The social media-thinking that incites conspiracy theorists also incites politicians—who in turn incite conspiracy theorists. Freedom of expression is out of the question, now that everyone who has something terrible to say can say it on Twitter, no problem, no consequences.
No one who wants to spew inflammatory bullshit is having a hard time expressing themselves, especially politicians. Even on the floor of the House of Representatives.
The restrictions on political freedom in the Netherlands aren’t playing out in terms of expression anymore. They happen in other direction, in terms of personal safety, the freedom to move about the world without a security detail. Now conspiracy theorists can threaten whoever they want whenever they want with zero fear, while boring, unprovocative politicians can’t walk their dogs without looking over their shoulders.

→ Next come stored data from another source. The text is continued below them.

//! Plain-text rendering of scheduler events

use tormask_core::traits::TIMESTAMP_FORMAT;
use tormask_core::{Command, SchedulerEvent};

/// Status lines for one event
pub fn render(event: &SchedulerEvent) -> Vec<String> {
    match event {
        SchedulerEvent::Started {
            interval,
            log_location,
        } => vec![
            format!(
                "Rotating identity every {}s, logging to {}",
                interval.as_secs(),
                log_location
            ),
            "Type h and Enter for commands.".to_string(),
        ],

        SchedulerEvent::RotationSucceeded { entry, rotations } => {
            let id = &entry.identity;
            let mut lines = vec![format!(
                "[{}] #{} {}",
                entry.timestamp.format(TIMESTAMP_FORMAT),
                rotations,
                id.address
            )];
            if id.is_geolocated() {
                lines.push(format!("    {}, {} ({})", id.city, id.region, id.country));
                lines.push(format!("    {} | {}", id.isp, id.timezone));
            } else {
                lines.push("    location unknown".to_string());
            }
            lines
        }

        SchedulerEvent::RotationFailed { stage, error } => {
            vec![format!("Rotation skipped ({}): {}", stage, error)]
        }

        SchedulerEvent::LogWriteFailed { error } => {
            vec![format!("Could not write change log: {}", error)]
        }

        SchedulerEvent::Statistics(summary) => vec![
            format!(
                "Session started {}",
                summary.started.format(TIMESTAMP_FORMAT)
            ),
            format!("Running for {}", summary.elapsed_hms()),
            format!(
                "Rotations: {} ok, {} failed, {} not logged",
                summary.rotations, summary.failed_rotations, summary.log_write_failures
            ),
        ],

        SchedulerEvent::RecentLog { location, lines } => {
            if lines.is_empty() {
                return vec![format!("No identity changes in {} yet", location)];
            }
            let mut out = vec![format!("Last {} change(s) in {}:", lines.len(), location)];
            out.extend(lines.iter().map(|l| format!("    {}", l)));
            out
        }

        SchedulerEvent::RecentLogFailed { error } => {
            vec![format!("Could not read change log: {}", error)]
        }

        SchedulerEvent::Help => Command::HELP
            .iter()
            .map(|(key, description)| format!("  {}  {}", key, description))
            .collect(),

        SchedulerEvent::Stopped { reason, summary } => vec![format!(
            "Stopped ({}) after {} with {} rotation(s)",
            reason,
            summary.elapsed_hms(),
            summary.rotations
        )],

        SchedulerEvent::DaemonStopFailed { error } => {
            vec![format!("Could not stop daemon: {}", error)]
        }
    }
}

A useless appeal to Twitter
Last week, Vera Bergkamp, the speaker of the House of Representatives, sent a letter to Twitter demanding action against the increasing threats to Dutch politicians.
The NOS asked for a response to Bergkamp’s letter, and received Twitter’s standard auto reply: the shit emoji.
Consequences
After Kaag’s interview, there was a lot of discussion about the impact threats will have on people staying in and entering politics.
And indeed, a Nieuwsuur report from last week found that young people are “less and enthusiastic about entering politics because of threats and the hardened debate.” Some young people who aspire to leadership positions in youth parties are dropping out after online harassment.
The latest AVID report notes that actual violence (beyond torch-bearing and death threats) has been limited so far.
Although [anti-institutional extremists] do not explicitly incite violence, this narrative may in the short term lead to violence against the so-called representatives of the evil elite. Threats against politicians have increased significantly and other individuals such as scientists, journalists, judges and lawyers have also been threatened…
AIVD does not rule out the possibility that this may increase and is conducting research to monitor this threat.
In other words: this problem isn’t going away and could very well get a lot worse.
“Not to be rude,” Kaag’s twenty-seven year old daughter Janna said in the interview, “but actually want my mother to find another job.”
🥳 Leuke Dingetjes
I discovered the Instagram account letsdoubledutch this week and every single reel is so goddamn laugh out loud funny about Dutch and life in the Netherlands… just, well, watch them all. Beetje Engels! Multi-culti.
It’s giving early Interpol
I must have listened to this new track from Amsterdam-based post-punk band Marathon 100 times last week. Obsessed.